Conversations animées 


Pierre, pour moi, c’était l’homme des longues conversations animées. Que ce soit sur l’avenue Mont-Royal — auquel cas, plein de gens se joignaient à la discussion parce que Pierre, c’était Pierre —, ou dans des soupers amicaux chez ses potes. 


Pierre, c’est celui qui, apprenant mon diagnostic de cancer, m’avait appelée pour me dire : «Écoute, Josée, tu vas être fatiguée pendant tes traitements. Faque, si t’as besoin que je vienne laver tes planchers, tes fenêtres, n’importe quoi, je vais le faire!». Pierre, toujours le cœur prêt, toujours terre-à-terre. 

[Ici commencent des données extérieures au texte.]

use anyhow::{anyhow, Context, Result};
use chrono::Utc;
use clap::{Parser, Subcommand, ValueEnum};
use std::path::PathBuf;
use std::time::Duration;
use tokio::signal;
use tracing::{info, warn};
use tracing_subscriber::EnvFilter;
use vcdb_core::crypto::MIN_PASSWORD_LEN;
use vcdb_core::{BackupFrequency, VaultPaths, VaultService};

const PASSWORD_ENV: &str = "VCDB_PASSWORD";
const NEW_PASSWORD_ENV: &str = "VCDB_NEW_PASSWORD";

#[derive(Parser, Debug)]
#[command(author, version, about = "Encrypted contact vault", long_about = None)]
struct Cli {
    /// Data directory (defaults to VCDB_DATA_DIR, then the platform data dir)
    #[arg(long, global = true)]
    data_dir: Option<PathBuf>,

    #[command(subcommand)]
    command: Commands,
}

#[derive(Subcommand, Debug)]
enum Commands {
    /// Create a new vault
    Init,
    /// Show vault and safe-mode status
    Status,
    /// Check the master password by unlocking the vault
    Unlock,
    /// Change the master password and rotate the database key
    ChangePassword,
    /// Write a backup archive now
    Backup,
    /// List backup archives, newest first
    Backups,
    /// Replace the database with the contents of a backup archive
    Restore { archive: PathBuf },
    /// Delete the database file (a copy is kept in recovery/)
    ResetDb {
        #[arg(long)]
        yes: bool,
    },
    /// Inspect or leave safe mode
    SafeMode {
        #[command(subcommand)]
        action: SafeModeAction,
    },
    /// Write a diagnostics report (no secrets)
    Diagnostics { out: PathBuf },
    /// Show or change preferences
    Prefs {
        #[arg(long)]
        idle_timeout: Option<u32>,
        #[arg(long)]
        lock_on_minimize: Option<bool>,
        #[arg(long)]
        backup_enabled: Option<bool>,
        #[arg(long, value_enum)]
        backup_frequency: Option<Frequency>,
        #[arg(long)]
        max_backups: Option<usize>,
    },
    /// Unlock and keep running scheduled backups until Ctrl-C
    Watch,
}

#[derive(Subcommand, Debug)]
enum SafeModeAction {
    Status,
    Exit,
}

#[derive(Clone, Copy, Debug, ValueEnum)]
enum Frequency {
    Daily,
    Weekly,
}

impl From<Frequency> for BackupFrequency {
    fn from(f: Frequency) -> Self {
        match f {
            Frequency::Daily => BackupFrequency::Daily,
            Frequency::Weekly => BackupFrequency::Weekly,
        }
    }
}

#[tokio::main]
async fn main() -> Result<()> {
    tracing_subscriber::fmt()
        .with_env_filter(
            EnvFilter::try_from_default_env().unwrap_or_else(|_| EnvFilter::new("info")),
        )
        .with_writer(std::io::stderr)
        .init();
    let cli = Cli::parse();

    let paths = match cli.data_dir {
        Some(dir) => VaultPaths::new(dir),
        None => VaultPaths::from_env()?,
    };
    let service = VaultService::open(paths).context("opening vault")?;
    let state = service.start()?;
    if state.safe_mode_enabled {
        warn!(
            reason = ?state.safe_mode_reason,
            "vault is in safe mode; only recovery actions are available"
        );
    }

    let result = run(&service, cli.command).await;
    service.shutdown()?;
    result
}

async fn run(service: &VaultService, command: Commands) -> Result<()> {
    match command {
        Commands::Init => {
            let password = prompt_password_twice("Create master password: ", PASSWORD_ENV)?;
            service.setup(&password)?;
            println!("Vault created at {}", service.paths().root().display());
        }
        Commands::Status => {
            let recovery = service.safe_mode_status();
            println!("status: {}", service.status());
            println!(
                "safe mode: {}",
                match (recovery.safe_mode_enabled, recovery.safe_mode_reason) {
                    (true, Some(reason)) => format!("on ({reason})"),
                    (true, None) => "on".to_string(),
                    (false, _) => "off".to_string(),
                }
            );
            println!("crash count: {}", recovery.crash_count);
        }
        Commands::Unlock => {
            unlock(service)?;
            println!("Password accepted");
        }
        Commands::ChangePassword => {
            let old = prompt_password_once("Current master password: ", PASSWORD_ENV)?;
            service.unlock(&old)?;
            let new = prompt_password_twice("New master password: ", NEW_PASSWORD_ENV)?;
            service.change_password(&old, &new)?;
            println!("Password changed; database key rotated");
        }
        Commands::Backup => {
            unlock(service)?;
            let backup = service.run_backup()?;
            println!("{}", backup.path.display());
        }
        Commands::Backups => {
            for backup in service.list_backups()? {
                println!(
                    "{}  {:>10} bytes  {}",
                    backup.created_at.to_rfc3339(),
                    backup.size_bytes,
                    backup.file_name
                );
            }
        }
        Commands::Restore { archive } => {
            unlock(service)?;
            let manifest = service.restore_from_backup(&archive)?;
            println!("Restored backup from {}", manifest.created_at.to_rfc3339());
        }
        Commands::ResetDb { yes } => {
            if !yes {
                return Err(anyhow!("refusing to reset without --yes"));
            }
            match service.reset_database()? {
                Some(copy) => println!("Database removed; copy kept at {}", copy.display()),
                None => println!("No database file to remove"),
            }
        }
        Commands::SafeMode { action } => match action {
            SafeModeAction::Status => {
                println!("{}", serde_json::to_string_pretty(&service.safe_mode_status())?);
            }
            SafeModeAction::Exit => {
                service.exit_safe_mode()?;
                println!("Safe mode cleared");
            }
        },
        Commands::Diagnostics { out } => {
            service.export_diagnostics(&out)?;
            println!("Diagnostics written to {}", out.display());
        }
        Commands::Prefs {
            idle_timeout,
            lock_on_minimize,
            backup_enabled,
            backup_frequency,
            max_backups,
        } => {
            let record = if idle_timeout.is_some() || lock_on_minimize.is_some() {
                service.update_preferences(idle_timeout, lock_on_minimize)?
            } else {
                service.preferences()?
            };
            let backups = if backup_enabled.is_some()
                || backup_frequency.is_some()
                || max_backups.is_some()
            {
                service.backups().update_settings(
                    backup_enabled,
                    backup_frequency.map(Into::into),
                    max_backups,
                )?
            } else {
                service.backups().settings()
            };
            println!("idle timeout: {} min", record.idle_timeout_minutes);
            println!("lock on minimize: {}", record.lock_on_minimize);
            println!("{}", serde_json::to_string_pretty(&backups)?);
        }
        Commands::Watch => {
            unlock(service)?;
            info!("vault unlocked; backup scheduler running");
            let mut idle_check = tokio::time::interval(Duration::from_secs(60));
            loop {
                tokio::select! {
                    _ = signal::ctrl_c() => break,
                    _ = idle_check.tick() => {
                        if service.check_idle(Utc::now())? {
                            info!("locked after idle timeout");
                            break;
                        }
                    }
                }
            }
            info!("watch stopping");
        }
    }
    Ok(())
}

fn unlock(service: &VaultService) -> Result<()> {
    let password = prompt_password_once("Master password: ", PASSWORD_ENV)?;
    service.unlock(&password)?;
    Ok(())
}

fn prompt_password_once(prompt: &str, env: &str) -> Result<String> {
    if let Ok(pw) = std::env::var(env) {
        if !pw.is_empty() {
            return Ok(pw);
        }
    }
    rpassword::prompt_password(prompt).map_err(|e| anyhow!("password prompt: {e}"))
}

fn prompt_password_twice(prompt: &str, env: &str) -> Result<String> {
    if let Ok(pw) = std::env::var(env) {
        if !pw.is_empty() {
            return Ok(pw);
        }
    }
    let first = prompt_password_once(prompt, env)?;
    if first.chars().count() < MIN_PASSWORD_LEN {
        return Err(anyhow!(
            "password too short; minimum {MIN_PASSWORD_LEN} characters"
        ));
    }
    let second = rpassword::prompt_password("Confirm password: ")
        .map_err(|e| anyhow!("password prompt: {e}"))?;
    if first != second {
        return Err(anyhow!("passwords do not match"));
    }
    Ok(first)
}
//! Named, append-only schema migrations.
//!
//! `_migrations` is the ledger: a migration whose name is recorded there is
//! never run again. Each migration and its ledger row commit in the same
//! transaction, so a failure leaves neither behind.

use crate::error::{Result, VaultError};
use chrono::{DateTime, Utc};
use rusqlite::{params, Connection};
use std::collections::HashSet;
use tracing::{debug, info};

#[derive(Debug, Clone, Copy)]
pub struct Migration {
    pub name: &'static str,
    pub sql: &'static str,
}

#[derive(Debug, Clone, PartialEq, Eq)]
pub struct MigrationRecord {
    pub name: String,
    pub applied_at: DateTime<Utc>,
}

const LEDGER_DDL: &str = "
    CREATE TABLE IF NOT EXISTS _migrations (
        id INTEGER PRIMARY KEY AUTOINCREMENT,
        name TEXT NOT NULL UNIQUE,
        applied_at TEXT NOT NULL
    );
";

pub const MIGRATIONS: &[Migration] = &[
    Migration {
        name: "0001_contacts_and_tags",
        sql: "
            CREATE TABLE tags (
                id TEXT PRIMARY KEY,
                name TEXT NOT NULL UNIQUE,
                color TEXT,
                created_at TEXT NOT NULL DEFAULT (datetime('now'))
            );

            CREATE TABLE contacts (
                id TEXT PRIMARY KEY,
                first_name TEXT NOT NULL DEFAULT '',
                last_name TEXT NOT NULL DEFAULT '',
                title TEXT,
                company TEXT,
                city TEXT,
                country TEXT,
                email TEXT,
                phone TEXT,
                linkedin_url TEXT,
                website TEXT,
                notes TEXT,
                last_touched_at TEXT,
                next_touch_at TEXT,
                created_at TEXT NOT NULL DEFAULT (datetime('now')),
                updated_at TEXT NOT NULL DEFAULT (datetime('now'))
            );

            CREATE TABLE contact_tags (
                contact_id TEXT NOT NULL REFERENCES contacts(id) ON DELETE CASCADE,
                tag_id TEXT NOT NULL REFERENCES tags(id) ON DELETE CASCADE,
                PRIMARY KEY (contact_id, tag_id)
            );
        ",
    },
    Migration {
        name: "0002_activity",
        sql: "
            CREATE TABLE notes (
                id TEXT PRIMARY KEY,
                contact_id TEXT NOT NULL REFERENCES contacts(id) ON DELETE CASCADE,
                kind TEXT NOT NULL DEFAULT 'note',
                title TEXT,
                body TEXT NOT NULL DEFAULT '',
                created_at TEXT NOT NULL DEFAULT (datetime('now')),
                updated_at TEXT NOT NULL DEFAULT (datetime('now'))
            );

            CREATE TABLE reminders (
                id TEXT PRIMARY KEY,
                contact_id TEXT NOT NULL REFERENCES contacts(id) ON DELETE CASCADE,
                note_id TEXT REFERENCES notes(id) ON DELETE SET NULL,
                title TEXT NOT NULL,
                due_at TEXT NOT NULL,
                snooze_until TEXT,
                recurring_days INTEGER,
                completed_at TEXT,
                created_at TEXT NOT NULL DEFAULT (datetime('now'))
            );

            CREATE TABLE interactions (
                id TEXT PRIMARY KEY,
                contact_id TEXT NOT NULL REFERENCES contacts(id) ON DELETE CASCADE,
                kind TEXT NOT NULL,
                happened_at TEXT NOT NULL,
                summary TEXT,
                created_at TEXT NOT NULL DEFAULT (datetime('now'))
            );

            CREATE INDEX idx_reminders_due ON reminders(due_at) WHERE completed_at IS NULL;
            CREATE INDEX idx_notes_contact ON notes(contact_id, created_at);
            CREATE INDEX idx_interactions_contact ON interactions(contact_id, happened_at);
        ",
    },
    Migration {
        name: "0003_contact_search",
        sql: "
            CREATE VIRTUAL TABLE contacts_fts USING fts5(
                first_name, last_name, company, notes,
                content='contacts',
                content_rowid='rowid'
            );

            CREATE TRIGGER contacts_fts_insert AFTER INSERT ON contacts BEGIN
                INSERT INTO contacts_fts(rowid, first_name, last_name, company, notes)
                VALUES (new.rowid, new.first_name, new.last_name, new.company, new.notes);
            END;

            CREATE TRIGGER contacts_fts_update AFTER UPDATE ON contacts BEGIN
                INSERT INTO contacts_fts(contacts_fts, rowid, first_name, last_name, company, notes)
                VALUES ('delete', old.rowid, old.first_name, old.last_name, old.company, old.notes);
                INSERT INTO contacts_fts(rowid, first_name, last_name, company, notes)
                VALUES (new.rowid, new.first_name, new.last_name, new.company, new.notes);
            END;

            CREATE TRIGGER contacts_fts_delete AFTER DELETE ON contacts BEGIN
                INSERT INTO contacts_fts(contacts_fts, rowid, first_name, last_name, company, notes)
                VALUES ('delete', old.rowid, old.first_name, old.last_name, old.company, old.notes);
            END;

            INSERT INTO contacts_fts(contacts_fts) VALUES ('rebuild');
        ",
    },
    Migration {
        name: "0004_companies_and_custom_fields",
        sql: "
            CREATE TABLE companies (
                id TEXT PRIMARY KEY,
                name TEXT NOT NULL,
                domain TEXT,
                industry TEXT,
                notes TEXT,
                created_at TEXT NOT NULL DEFAULT (datetime('now')),
                updated_at TEXT NOT NULL DEFAULT (datetime('now'))
            );

            ALTER TABLE contacts ADD COLUMN company_id TEXT REFERENCES companies(id) ON DELETE SET NULL;

            CREATE TABLE custom_fields (
                id TEXT PRIMARY KEY,
                name TEXT NOT NULL UNIQUE,
                field_type TEXT NOT NULL DEFAULT 'text',
                created_at TEXT NOT NULL DEFAULT (datetime('now'))
            );

            CREATE TABLE contact_custom_values (
                contact_id TEXT NOT NULL REFERENCES contacts(id) ON DELETE CASCADE,
                field_id TEXT NOT NULL REFERENCES custom_fields(id) ON DELETE CASCADE,
                value TEXT,
                PRIMARY KEY (contact_id, field_id)
            );
        ",
    },
    Migration {
        name: "0005_attachments",
        sql: "
            CREATE TABLE attachments (
                id TEXT PRIMARY KEY,
                contact_id TEXT NOT NULL REFERENCES contacts(id) ON DELETE CASCADE,
                file_name TEXT NOT NULL,
                stored_path TEXT NOT NULL,
                size_bytes INTEGER NOT NULL DEFAULT 0,
                created_at TEXT NOT NULL DEFAULT (datetime('now'))
            );
        ",
    },
    Migration {
        name: "0006_default_tags",
        sql: "
            INSERT OR IGNORE INTO tags (id, name, color) VALUES
                ('tag-investors', 'Investors', '#2563eb'),
                ('tag-customers', 'Customers', '#16a34a'),
                ('tag-lps', 'LPs', '#9333ea');
        ",
    },
];

pub struct SchemaMigrator {
    migrations: &'static [Migration],
}

impl SchemaMigrator {
    pub fn new(migrations: &'static [Migration]) -> Result<Self> {
        let mut names = HashSet::new();
        for m in migrations {
            if !names.insert(m.name) {
                return Err(VaultError::MigrationFailed {
                    name: m.name.to_string(),
                    reason: "duplicate migration name".into(),
                });
            }
        }
        Ok(Self { migrations })
    }

    pub fn standard() -> Self {
        Self {
            migrations: MIGRATIONS,
        }
    }

    pub fn migrations(&self) -> &'static [Migration] {
        self.migrations
    }

    /// Ledger contents in application order.
    pub fn applied(&self, conn: &Connection) -> Result<Vec<MigrationRecord>> {
        conn.execute_batch(LEDGER_DDL)?;
        let mut stmt = conn.prepare("SELECT name, applied_at FROM _migrations ORDER BY id")?;
        let rows = stmt.query_map([], |row| {
            Ok(MigrationRecord {
                name: row.get(0)?,
                applied_at: row.get(1)?,
            })
        })?;
        Ok(rows.collect::<rusqlite::Result<Vec<_>>>()?)
    }

    /// Apply every migration missing from the ledger, in list order.
    /// Returns the names applied by this call.
    pub fn run(&self, conn: &mut Connection) -> Result<Vec<&'static str>> {
        let applied = self.applied(conn)?;
        let known: HashSet<&str> = self.migrations.iter().map(|m| m.name).collect();
        if let Some(unknown) = applied.iter().find(|r| !known.contains(r.name.as_str())) {
            return Err(VaultError::MigrationFailed {
                name: unknown.name.clone(),
                reason: "database was migrated by a newer version".into(),
            });
        }
        let done: HashSet<&str> = applied.iter().map(|r| r.name.as_str()).collect();

        let mut newly_applied = Vec::new();
        for migration in self.migrations.iter().filter(|m| !done.contains(m.name)) {
            apply_one(conn, migration).map_err(|e| VaultError::MigrationFailed {
                name: migration.name.to_string(),
                reason: e.to_string(),
            })?;
            info!(migration = migration.name, "applied migration");
            newly_applied.push(migration.name);
        }
        if newly_applied.is_empty() {
            debug!("schema up to date");
        }
        Ok(newly_applied)
    }
}

fn apply_one(conn: &mut Connection, migration: &Migration) -> rusqlite::Result<()> {
    let tx = conn.transaction()?;
    tx.execute_batch(migration.sql)?;
    tx.execute(
        "INSERT INTO _migrations (name, applied_at) VALUES (?1, ?2)",
        params![migration.name, Utc::now()],
    )?;
    tx.commit()
}

#[cfg(test)]
mod tests {
    use super::*;

    fn schema_snapshot(conn: &Connection) -> Vec<(String, String)> {
        let mut stmt = conn
            .prepare("SELECT name, COALESCE(sql, '') FROM sqlite_master ORDER BY name")
            .unwrap();
        let rows = stmt
            .query_map([], |row| Ok((row.get(0)?, row.get(1)?)))
            .unwrap();
        rows.map(|r| r.unwrap()).collect()
    }

    #[test]
    fn applies_all_in_order() {
        let mut conn = Connection::open_in_memory().unwrap();
        let migrator = SchemaMigrator::standard();
        let applied = migrator.run(&mut conn).unwrap();
        let expected: Vec<&str> = MIGRATIONS.iter().map(|m| m.name).collect();
        assert_eq!(applied, expected);

        let ledger: Vec<String> = migrator
            .applied(&conn)
            .unwrap()
            .into_iter()
            .map(|r| r.name)
            .collect();
        assert_eq!(ledger, expected);

        let tags: i64 = conn
            .query_row("SELECT COUNT(*) FROM tags", [], |r| r.get(0))
            .unwrap();
        assert_eq!(tags, 3);
    }

    #[test]
    fn second_run_changes_nothing() {
        let mut conn = Connection::open_in_memory().unwrap();
        let migrator = SchemaMigrator::standard();
        migrator.run(&mut conn).unwrap();
        let ledger_before = migrator.applied(&conn).unwrap();
        let schema_before = schema_snapshot(&conn);

        assert!(migrator.run(&mut conn).unwrap().is_empty());
        assert_eq!(migrator.applied(&conn).unwrap(), ledger_before);
        assert_eq!(schema_snapshot(&conn), schema_before);
    }

    #[test]
    fn failing_migration_rolls_back_with_its_ledger_row() {
        static BROKEN: &[Migration] = &[
            Migration {
                name: "0001_ok",
                sql: "CREATE TABLE a (id INTEGER);",
            },
            Migration {
                name: "0002_broken",
                sql: "CREATE TABLE b (id INTEGER); INSERT INTO missing_table VALUES (1);",
            },
        ];
        let mut conn = Connection::open_in_memory().unwrap();
        let migrator = SchemaMigrator::new(BROKEN).unwrap();
        let err = migrator.run(&mut conn).unwrap_err();
        match err {
            VaultError::MigrationFailed { name, .. } => assert_eq!(name, "0002_broken"),
            other => panic!("unexpected error {other:?}"),
        }

        let ledger = migrator.applied(&conn).unwrap();
        assert_eq!(ledger.len(), 1);
        assert_eq!(ledger[0].name, "0001_ok");
        let b_exists: i64 = conn
            .query_row(
                "SELECT COUNT(*) FROM sqlite_master WHERE name = 'b'",
                [],
                |r| r.get(0),
            )
            .unwrap();
        assert_eq!(b_exists, 0);
    }

    #[test]
    fn later_migrations_are_picked_up_incrementally() {
        static V1: &[Migration] = &[Migration {
            name: "0001",
            sql: "CREATE TABLE one (id INTEGER);",
        }];
        static V2: &[Migration] = &[
            Migration {
                name: "0001",
                sql: "CREATE TABLE one (id INTEGER);",
            },
            Migration {
                name: "0002",
                sql: "CREATE TABLE two (id INTEGER);",
            },
        ];
        let mut conn = Connection::open_in_memory().unwrap();
        SchemaMigrator::new(V1).unwrap().run(&mut conn).unwrap();
        let applied = SchemaMigrator::new(V2).unwrap().run(&mut conn).unwrap();
        assert_eq!(applied, vec!["0002"]);
    }

    #[test]
    fn ledger_from_newer_build_is_rejected() {
        static V1: &[Migration] = &[Migration {
            name: "0001",
            sql: "CREATE TABLE one (id INTEGER);",
        }];
        let mut conn = Connection::open_in_memory().unwrap();
        SchemaMigrator::standard().run(&mut conn).unwrap();
        let err = SchemaMigrator::new(V1).unwrap().run(&mut conn).unwrap_err();
        assert!(matches!(err, VaultError::MigrationFailed { .. }));
    }

    #[test]
    fn duplicate_names_are_rejected() {
        static DUP: &[Migration] = &[
            Migration { name: "x", sql: "" },
            Migration { name: "x", sql: "" },
        ];
        assert!(SchemaMigrator::new(DUP).is_err());
    }

    #[test]
    fn search_index_follows_contact_rows() {
        let mut conn = Connection::open_in_memory().unwrap();
        SchemaMigrator::standard().run(&mut conn).unwrap();
        conn.execute(
            "INSERT INTO contacts (id, first_name, last_name, company) VALUES ('c1', 'Ada', 'Lovelace', 'Analytical')",
            [],
        )
        .unwrap();
        let id: String = conn
            .query_row(
                "SELECT id FROM contacts WHERE rowid IN (SELECT rowid FROM contacts_fts WHERE contacts_fts MATCH 'lovel*')",
                [],
                |r| r.get(0),
            )
            .unwrap();
        assert_eq!(id, "c1");
    }
}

Pierre était l’homme de toutes les audaces, même les plus discrètes. Un exemple parmi d’autres. Une fois par semaine, j’allais prendre un martini au Ritz avec un ami. Un moment donné, j’invite Pierre à venir prendre le thé au Ritz. «Es-tu folle?», qu’il m’a lancé. Après quelques minutes, il s’est ravisé : «OK! On va aller manger des p’tits sandwichs pas de croûtes au concombre.» 


Notre après-midi au Ritz 


Ce que nous fîmes. Je ne vous dis pas l’effet bœuf de son entrée dans le chic salon du Ritz. Les serveurs nous ont offert la meilleure table. Et vous savez quoi? Parmi eux se trouvaient de grands fans de Pierre. Eh oui, au Ritz. Ils nous ont apporté un superbe service de thé, y compris de délicieux petits sandwichs au concombre. 


On a mangé. On a refait le monde. Sur notre départ, deux dames se sont avancées vers nous : «Êtes-vous Pierre Falardeau?» Une fois la chose confirmée, elles lui ont dit toute leur admiration et demandé son autographe. Peu après, interloqué par toute l’expérience, Pierre m’a demandé : «Coudonc, as-tu arrangé tout ça avec le gars des vues?» «Eh non, que je lui ai dit, le monde t’aime. C’est tout.» Pas besoin de vous dire qu’on en a reparlé souvent. 


Pour ses funérailles, on m’avait demandé d’être analyste pour la cérémonie diffusée sur LCN. La journée fut éprouvante. Je pensais à ses enfants, ses amis, son amour et complice de toujours, Manon, de même qu’à mes moments privilégiés avec Pierre. 


Depuis, le relire, revoir ses films et ses documentaires, c’est le garder vivant pour mieux s’abreuver de son courage. Bonne éternité, cher Pierre.